Harriet,” he said, suddenly, “what do you think about life? I mean, do you find it good on the whole? Worth living?”
(He could, at any rate, trust her not to protest, archly: “That’s a nice thing to ask on one’s honeymoon!”)
She turned to him with a quick readiness, as though here was the opportunity to say something she had been wanting to say for a long time:
“Yes! I’ve always felt absolutely certain it was good–if only one could get it straightened out. I’ve hated almost everything that ever happened to me, but I knew all the time it was just things that were wrong, not everything. Even when I felt most awful I never thought of killing myself or wanting to die–only of somehow getting out of the mess and starting again.”
“That’s rather admirable. With me it’s always been the other way round. I can enjoy practically everything that comes along–while it’s happening. Only I have to keep on doing things, because, if I once stop, it all seems a lot of rot and I don’t care a damn if I go west to-morrow. At least, that’s what I should have said. Now–I don’t know. I’m beginning to think there may be something in it after all…
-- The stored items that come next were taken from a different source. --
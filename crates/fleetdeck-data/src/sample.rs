//! The built-in demo dataset: a small mixed fleet with enough variety
//! to exercise every status band and classification branch.

use fleetdeck_common::{
    ArchitecturePool, FleetSnapshot, Frequency, Job, JobStatus, JobTemplate, MetricStatus, Node,
    NodeStatus, SecurityMetric, SecurityPolicy, Severity, Vulnerability,
};

pub fn sample_snapshot() -> FleetSnapshot {
    FleetSnapshot {
        nodes: sample_nodes(),
        jobs: sample_jobs(),
        pools: sample_pools(),
        templates: sample_templates(),
        metrics: sample_metrics(),
        vulnerabilities: sample_vulnerabilities(),
        policies: sample_policies(),
    }
}

fn sample_nodes() -> Vec<Node> {
    vec![
        Node {
            id: "node-001".to_string(),
            name: "Ubuntu Build Server".to_string(),
            status: NodeStatus::Online,
            architecture: "linux-x64".to_string(),
            jobs: 3,
            max_jobs: 8,
            cpu: 45,
            memory: 62,
            last_seen: "2 minutes ago".to_string(),
        },
        Node {
            id: "node-002".to_string(),
            name: "Windows Agent".to_string(),
            status: NodeStatus::Busy,
            architecture: "windows-x64".to_string(),
            jobs: 5,
            max_jobs: 5,
            cpu: 89,
            memory: 78,
            last_seen: "1 minute ago".to_string(),
        },
        Node {
            id: "node-003".to_string(),
            name: "macOS Builder".to_string(),
            status: NodeStatus::Offline,
            architecture: "darwin-arm64".to_string(),
            jobs: 0,
            max_jobs: 4,
            cpu: 0,
            memory: 0,
            last_seen: "1 hour ago".to_string(),
        },
    ]
}

fn sample_jobs() -> Vec<Job> {
    vec![
        Job {
            id: "job-1".to_string(),
            name: "Frontend Build".to_string(),
            node: "Ubuntu Build Server".to_string(),
            status: JobStatus::Running,
            progress: 65,
            duration: "3m 42s".to_string(),
            architecture: "linux-x64".to_string(),
        },
        Job {
            id: "job-2".to_string(),
            name: "Backend Tests".to_string(),
            node: "Windows Agent".to_string(),
            status: JobStatus::Running,
            progress: 89,
            duration: "8m 15s".to_string(),
            architecture: "windows-x64".to_string(),
        },
        Job {
            id: "job-3".to_string(),
            name: "Docker Build".to_string(),
            node: "Ubuntu Build Server".to_string(),
            status: JobStatus::Queued,
            progress: 0,
            duration: "Waiting...".to_string(),
            architecture: "linux-x64".to_string(),
        },
        Job {
            id: "job-4".to_string(),
            name: "iOS Build".to_string(),
            node: "macOS Builder".to_string(),
            status: JobStatus::Failed,
            progress: 100,
            duration: "Failed at 2m 30s".to_string(),
            architecture: "darwin-arm64".to_string(),
        },
    ]
}

fn sample_pools() -> Vec<ArchitecturePool> {
    vec![
        ArchitecturePool {
            name: "Linux x64".to_string(),
            identifier: "linux-x64".to_string(),
            nodes: 2,
            active_jobs: 5,
            total_capacity: 16,
            usage: 65,
            popular: true,
        },
        ArchitecturePool {
            name: "Windows x64".to_string(),
            identifier: "windows-x64".to_string(),
            nodes: 1,
            active_jobs: 3,
            total_capacity: 8,
            usage: 89,
            popular: false,
        },
        ArchitecturePool {
            name: "macOS ARM64".to_string(),
            identifier: "darwin-arm64".to_string(),
            nodes: 1,
            active_jobs: 0,
            total_capacity: 4,
            usage: 0,
            popular: false,
        },
        ArchitecturePool {
            name: "Linux ARM64".to_string(),
            identifier: "linux-arm64".to_string(),
            nodes: 0,
            active_jobs: 0,
            total_capacity: 0,
            usage: 0,
            popular: false,
        },
    ]
}

fn sample_templates() -> Vec<JobTemplate> {
    vec![
        JobTemplate {
            name: "Frontend Build".to_string(),
            architectures: vec![
                "linux-x64".to_string(),
                "windows-x64".to_string(),
                "darwin-arm64".to_string(),
            ],
            frequency: Frequency::High,
            avg_duration: "4m 30s".to_string(),
        },
        JobTemplate {
            name: "Backend API Tests".to_string(),
            architectures: vec!["linux-x64".to_string(), "windows-x64".to_string()],
            frequency: Frequency::Medium,
            avg_duration: "8m 15s".to_string(),
        },
        JobTemplate {
            name: "Mobile App Build".to_string(),
            architectures: vec!["darwin-arm64".to_string()],
            frequency: Frequency::Low,
            avg_duration: "12m 45s".to_string(),
        },
        JobTemplate {
            name: "Docker Images".to_string(),
            architectures: vec!["linux-x64".to_string(), "linux-arm64".to_string()],
            frequency: Frequency::Medium,
            avg_duration: "6m 20s".to_string(),
        },
    ]
}

fn sample_metrics() -> Vec<SecurityMetric> {
    vec![
        SecurityMetric {
            title: "Node Isolation".to_string(),
            status: MetricStatus::Active,
            enabled: true,
            description: "All nodes run in isolated environments".to_string(),
        },
        SecurityMetric {
            title: "TLS Encryption".to_string(),
            status: MetricStatus::Active,
            enabled: true,
            description: "All communication encrypted with TLS 1.3".to_string(),
        },
        SecurityMetric {
            title: "Certificate Auth".to_string(),
            status: MetricStatus::Active,
            enabled: true,
            description: "X.509 certificates for node authentication".to_string(),
        },
        SecurityMetric {
            title: "Network Segmentation".to_string(),
            status: MetricStatus::Warning,
            enabled: false,
            description: "Some nodes on same subnet".to_string(),
        },
    ]
}

fn sample_vulnerabilities() -> Vec<Vulnerability> {
    vec![
        Vulnerability {
            id: "vuln-1".to_string(),
            severity: Severity::Medium,
            title: "Outdated Agent Version".to_string(),
            node: "Windows Agent".to_string(),
            description: "Agent version 2.401 has known vulnerabilities".to_string(),
            recommendation: "Update to version 2.414 or later".to_string(),
        },
        Vulnerability {
            id: "vuln-2".to_string(),
            severity: Severity::Low,
            title: "Weak Password Policy".to_string(),
            node: "All Nodes".to_string(),
            description: "Password complexity requirements not enforced".to_string(),
            recommendation: "Enable strong password policy".to_string(),
        },
    ]
}

fn sample_policies() -> Vec<SecurityPolicy> {
    vec![
        SecurityPolicy {
            title: "Require Agent Authentication".to_string(),
            description: "All agents must authenticate before connecting".to_string(),
            enabled: true,
        },
        SecurityPolicy {
            title: "Audit Logging".to_string(),
            description: "Log all security-related events".to_string(),
            enabled: true,
        },
        SecurityPolicy {
            title: "Network Access Control".to_string(),
            description: "Restrict agent network access to the controller only".to_string(),
            enabled: false,
        },
        SecurityPolicy {
            title: "Regular Security Scans".to_string(),
            description: "Automatically scan nodes for vulnerabilities".to_string(),
            enabled: true,
        },
    ]
}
So Peter, who’s had every material luxury he’s ever wanted, been handed every possible privilege, has a hard time staying interested in life. (He did have a hard time during World War I, to be fair. And now that he’s married his viewpoint seems to be changing.) But Harriet, whose father died and who struggled to get into university and spent months in prison thinking she’d be executed for the murder of her lover, finds life worthwhile. Part of the difference between the two characters stems from inborn personality, but part of it comes from their relative hardships, it seems to me. I read somewhere that people who must make great efforts to survive often appreciate life much more than those who have it too easy. Interesting paradox about the human condition, isn’t it?